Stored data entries
+---+

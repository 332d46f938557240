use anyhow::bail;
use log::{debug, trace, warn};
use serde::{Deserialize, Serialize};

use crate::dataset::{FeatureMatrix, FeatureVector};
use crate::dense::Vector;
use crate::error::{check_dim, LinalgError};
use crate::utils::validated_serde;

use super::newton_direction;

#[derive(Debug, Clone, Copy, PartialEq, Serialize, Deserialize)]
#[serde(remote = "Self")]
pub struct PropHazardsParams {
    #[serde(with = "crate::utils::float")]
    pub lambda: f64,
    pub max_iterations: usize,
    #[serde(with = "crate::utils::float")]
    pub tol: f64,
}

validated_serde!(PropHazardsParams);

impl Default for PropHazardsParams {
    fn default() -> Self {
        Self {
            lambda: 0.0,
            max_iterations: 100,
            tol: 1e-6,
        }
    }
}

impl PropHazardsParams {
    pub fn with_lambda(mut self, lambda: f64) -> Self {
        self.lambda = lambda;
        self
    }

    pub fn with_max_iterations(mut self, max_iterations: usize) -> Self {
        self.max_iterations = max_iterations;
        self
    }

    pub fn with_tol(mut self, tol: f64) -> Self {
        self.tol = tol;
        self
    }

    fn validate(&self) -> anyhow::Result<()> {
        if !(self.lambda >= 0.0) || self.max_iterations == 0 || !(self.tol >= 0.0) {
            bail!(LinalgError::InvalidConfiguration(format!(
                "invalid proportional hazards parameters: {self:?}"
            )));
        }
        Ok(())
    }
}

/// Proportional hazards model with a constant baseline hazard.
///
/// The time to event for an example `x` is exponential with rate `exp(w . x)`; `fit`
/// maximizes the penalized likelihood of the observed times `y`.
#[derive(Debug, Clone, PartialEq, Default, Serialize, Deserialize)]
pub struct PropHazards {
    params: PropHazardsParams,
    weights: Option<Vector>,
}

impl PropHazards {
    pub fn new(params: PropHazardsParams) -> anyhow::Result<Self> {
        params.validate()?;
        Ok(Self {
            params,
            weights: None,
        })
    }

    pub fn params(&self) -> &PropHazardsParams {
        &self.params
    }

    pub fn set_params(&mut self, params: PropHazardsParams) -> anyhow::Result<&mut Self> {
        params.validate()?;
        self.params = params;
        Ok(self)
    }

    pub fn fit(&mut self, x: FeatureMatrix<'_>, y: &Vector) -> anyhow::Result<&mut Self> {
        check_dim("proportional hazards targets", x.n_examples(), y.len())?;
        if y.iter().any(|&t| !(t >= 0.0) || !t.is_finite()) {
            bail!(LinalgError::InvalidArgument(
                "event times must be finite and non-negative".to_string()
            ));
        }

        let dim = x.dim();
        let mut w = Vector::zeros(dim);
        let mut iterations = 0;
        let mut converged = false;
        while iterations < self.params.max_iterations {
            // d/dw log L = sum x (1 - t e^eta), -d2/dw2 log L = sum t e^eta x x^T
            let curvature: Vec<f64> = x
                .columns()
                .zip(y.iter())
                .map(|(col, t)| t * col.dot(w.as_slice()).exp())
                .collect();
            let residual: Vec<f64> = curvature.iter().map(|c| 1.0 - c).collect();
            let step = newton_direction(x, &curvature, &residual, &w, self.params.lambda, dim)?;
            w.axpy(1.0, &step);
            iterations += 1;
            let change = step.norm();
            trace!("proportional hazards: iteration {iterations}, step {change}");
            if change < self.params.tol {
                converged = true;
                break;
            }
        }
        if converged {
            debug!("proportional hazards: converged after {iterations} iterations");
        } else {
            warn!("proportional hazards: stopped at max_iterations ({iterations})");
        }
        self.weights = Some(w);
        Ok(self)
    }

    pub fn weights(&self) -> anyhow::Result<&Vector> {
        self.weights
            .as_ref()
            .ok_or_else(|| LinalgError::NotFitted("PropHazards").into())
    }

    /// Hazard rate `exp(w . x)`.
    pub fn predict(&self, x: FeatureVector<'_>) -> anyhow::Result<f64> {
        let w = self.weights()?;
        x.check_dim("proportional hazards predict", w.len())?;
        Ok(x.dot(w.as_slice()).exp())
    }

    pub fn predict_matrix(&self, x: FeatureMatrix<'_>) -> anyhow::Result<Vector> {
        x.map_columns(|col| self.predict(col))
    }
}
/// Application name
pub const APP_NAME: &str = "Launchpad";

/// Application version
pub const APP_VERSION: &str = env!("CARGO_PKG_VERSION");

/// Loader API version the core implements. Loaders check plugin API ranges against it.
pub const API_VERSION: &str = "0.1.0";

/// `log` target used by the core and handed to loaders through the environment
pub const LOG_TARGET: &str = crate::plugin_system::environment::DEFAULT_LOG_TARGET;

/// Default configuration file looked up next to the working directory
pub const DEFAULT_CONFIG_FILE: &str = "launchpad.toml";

+---+

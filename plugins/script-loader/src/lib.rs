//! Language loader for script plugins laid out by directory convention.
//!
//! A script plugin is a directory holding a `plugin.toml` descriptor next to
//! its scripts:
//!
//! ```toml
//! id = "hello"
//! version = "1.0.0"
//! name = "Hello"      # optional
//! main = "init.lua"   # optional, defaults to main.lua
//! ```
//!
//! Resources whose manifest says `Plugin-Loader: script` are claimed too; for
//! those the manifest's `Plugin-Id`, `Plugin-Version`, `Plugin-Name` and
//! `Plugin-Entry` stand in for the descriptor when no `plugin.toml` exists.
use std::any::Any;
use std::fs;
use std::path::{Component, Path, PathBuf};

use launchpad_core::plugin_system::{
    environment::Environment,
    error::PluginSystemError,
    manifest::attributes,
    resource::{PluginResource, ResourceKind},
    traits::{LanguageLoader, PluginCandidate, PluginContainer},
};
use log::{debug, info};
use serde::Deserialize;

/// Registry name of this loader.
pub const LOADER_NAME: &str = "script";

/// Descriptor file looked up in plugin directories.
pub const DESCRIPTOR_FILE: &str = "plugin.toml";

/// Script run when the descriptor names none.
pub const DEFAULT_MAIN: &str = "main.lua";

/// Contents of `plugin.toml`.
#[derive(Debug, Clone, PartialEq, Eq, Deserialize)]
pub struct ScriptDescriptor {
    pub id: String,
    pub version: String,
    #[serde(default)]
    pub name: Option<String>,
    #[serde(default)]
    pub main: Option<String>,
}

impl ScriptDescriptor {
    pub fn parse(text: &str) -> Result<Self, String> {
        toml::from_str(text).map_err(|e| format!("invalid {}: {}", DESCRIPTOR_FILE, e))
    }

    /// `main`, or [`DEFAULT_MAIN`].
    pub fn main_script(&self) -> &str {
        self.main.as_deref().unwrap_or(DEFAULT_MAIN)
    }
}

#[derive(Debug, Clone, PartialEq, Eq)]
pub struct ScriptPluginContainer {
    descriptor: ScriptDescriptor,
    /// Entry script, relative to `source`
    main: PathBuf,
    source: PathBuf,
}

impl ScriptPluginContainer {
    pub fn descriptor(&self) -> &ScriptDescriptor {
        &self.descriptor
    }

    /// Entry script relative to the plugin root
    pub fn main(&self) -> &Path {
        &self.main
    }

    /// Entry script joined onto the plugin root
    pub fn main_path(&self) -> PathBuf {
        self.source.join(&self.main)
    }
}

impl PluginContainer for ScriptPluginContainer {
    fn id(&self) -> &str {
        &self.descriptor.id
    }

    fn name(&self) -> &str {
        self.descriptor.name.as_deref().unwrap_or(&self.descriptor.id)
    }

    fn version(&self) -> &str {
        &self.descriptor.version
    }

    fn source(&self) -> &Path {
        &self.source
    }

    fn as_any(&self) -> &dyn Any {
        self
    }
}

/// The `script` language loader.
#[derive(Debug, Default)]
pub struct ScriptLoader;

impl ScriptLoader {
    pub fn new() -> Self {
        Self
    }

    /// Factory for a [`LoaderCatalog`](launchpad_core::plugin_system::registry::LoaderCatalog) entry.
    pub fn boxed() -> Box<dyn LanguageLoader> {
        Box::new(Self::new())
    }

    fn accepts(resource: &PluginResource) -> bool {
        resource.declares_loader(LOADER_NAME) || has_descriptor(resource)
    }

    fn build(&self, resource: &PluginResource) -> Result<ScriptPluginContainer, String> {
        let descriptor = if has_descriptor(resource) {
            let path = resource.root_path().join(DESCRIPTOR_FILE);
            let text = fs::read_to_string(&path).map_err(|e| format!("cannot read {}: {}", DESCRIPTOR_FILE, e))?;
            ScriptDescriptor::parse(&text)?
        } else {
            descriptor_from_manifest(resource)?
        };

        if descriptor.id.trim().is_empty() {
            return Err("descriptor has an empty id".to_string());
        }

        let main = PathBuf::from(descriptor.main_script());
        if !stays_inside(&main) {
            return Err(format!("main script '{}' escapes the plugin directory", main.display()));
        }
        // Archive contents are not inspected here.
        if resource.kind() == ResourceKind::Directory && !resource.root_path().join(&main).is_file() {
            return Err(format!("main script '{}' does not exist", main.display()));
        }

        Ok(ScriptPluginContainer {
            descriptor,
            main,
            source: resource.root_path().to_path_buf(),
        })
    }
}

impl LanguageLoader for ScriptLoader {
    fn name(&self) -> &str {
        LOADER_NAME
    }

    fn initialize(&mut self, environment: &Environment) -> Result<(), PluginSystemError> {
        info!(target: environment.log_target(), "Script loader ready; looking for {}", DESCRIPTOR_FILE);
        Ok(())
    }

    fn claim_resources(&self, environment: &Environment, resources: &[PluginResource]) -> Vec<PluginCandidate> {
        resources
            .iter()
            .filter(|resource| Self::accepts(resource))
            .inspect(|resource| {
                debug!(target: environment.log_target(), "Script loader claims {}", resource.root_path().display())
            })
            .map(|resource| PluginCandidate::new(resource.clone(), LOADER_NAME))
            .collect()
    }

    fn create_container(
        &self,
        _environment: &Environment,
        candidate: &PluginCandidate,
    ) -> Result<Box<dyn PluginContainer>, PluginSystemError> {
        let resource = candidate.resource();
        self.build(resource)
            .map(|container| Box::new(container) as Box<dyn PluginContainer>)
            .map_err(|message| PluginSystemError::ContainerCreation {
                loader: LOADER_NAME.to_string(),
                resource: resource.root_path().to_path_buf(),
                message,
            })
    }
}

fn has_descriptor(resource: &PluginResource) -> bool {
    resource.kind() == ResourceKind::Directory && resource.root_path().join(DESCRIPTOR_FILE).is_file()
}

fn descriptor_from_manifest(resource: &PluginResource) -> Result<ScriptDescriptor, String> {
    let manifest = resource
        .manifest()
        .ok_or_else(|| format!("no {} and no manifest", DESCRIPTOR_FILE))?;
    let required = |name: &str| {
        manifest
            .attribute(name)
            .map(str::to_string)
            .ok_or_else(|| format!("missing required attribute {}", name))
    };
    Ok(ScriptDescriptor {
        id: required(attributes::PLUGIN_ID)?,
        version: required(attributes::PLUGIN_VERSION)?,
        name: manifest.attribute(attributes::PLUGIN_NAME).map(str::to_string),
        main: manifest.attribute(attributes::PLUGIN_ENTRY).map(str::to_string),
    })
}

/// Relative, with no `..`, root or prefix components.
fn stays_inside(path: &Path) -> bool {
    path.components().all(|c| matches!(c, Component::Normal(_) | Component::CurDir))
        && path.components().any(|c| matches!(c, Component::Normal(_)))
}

+---+

▸ **What is required**: From the data, pick out every line that includes "derive".

▸ **Solution to this task**:
#[derive(Debug, Clone, Copy, PartialEq, Serialize, Deserialize)]
#[derive(Debug, Clone, PartialEq, Default, Serialize, Deserialize)]
#[derive(Debug, Clone, PartialEq, Eq, Deserialize)]
#[derive(Debug, Clone, PartialEq, Eq)]
#[derive(Debug, Default)]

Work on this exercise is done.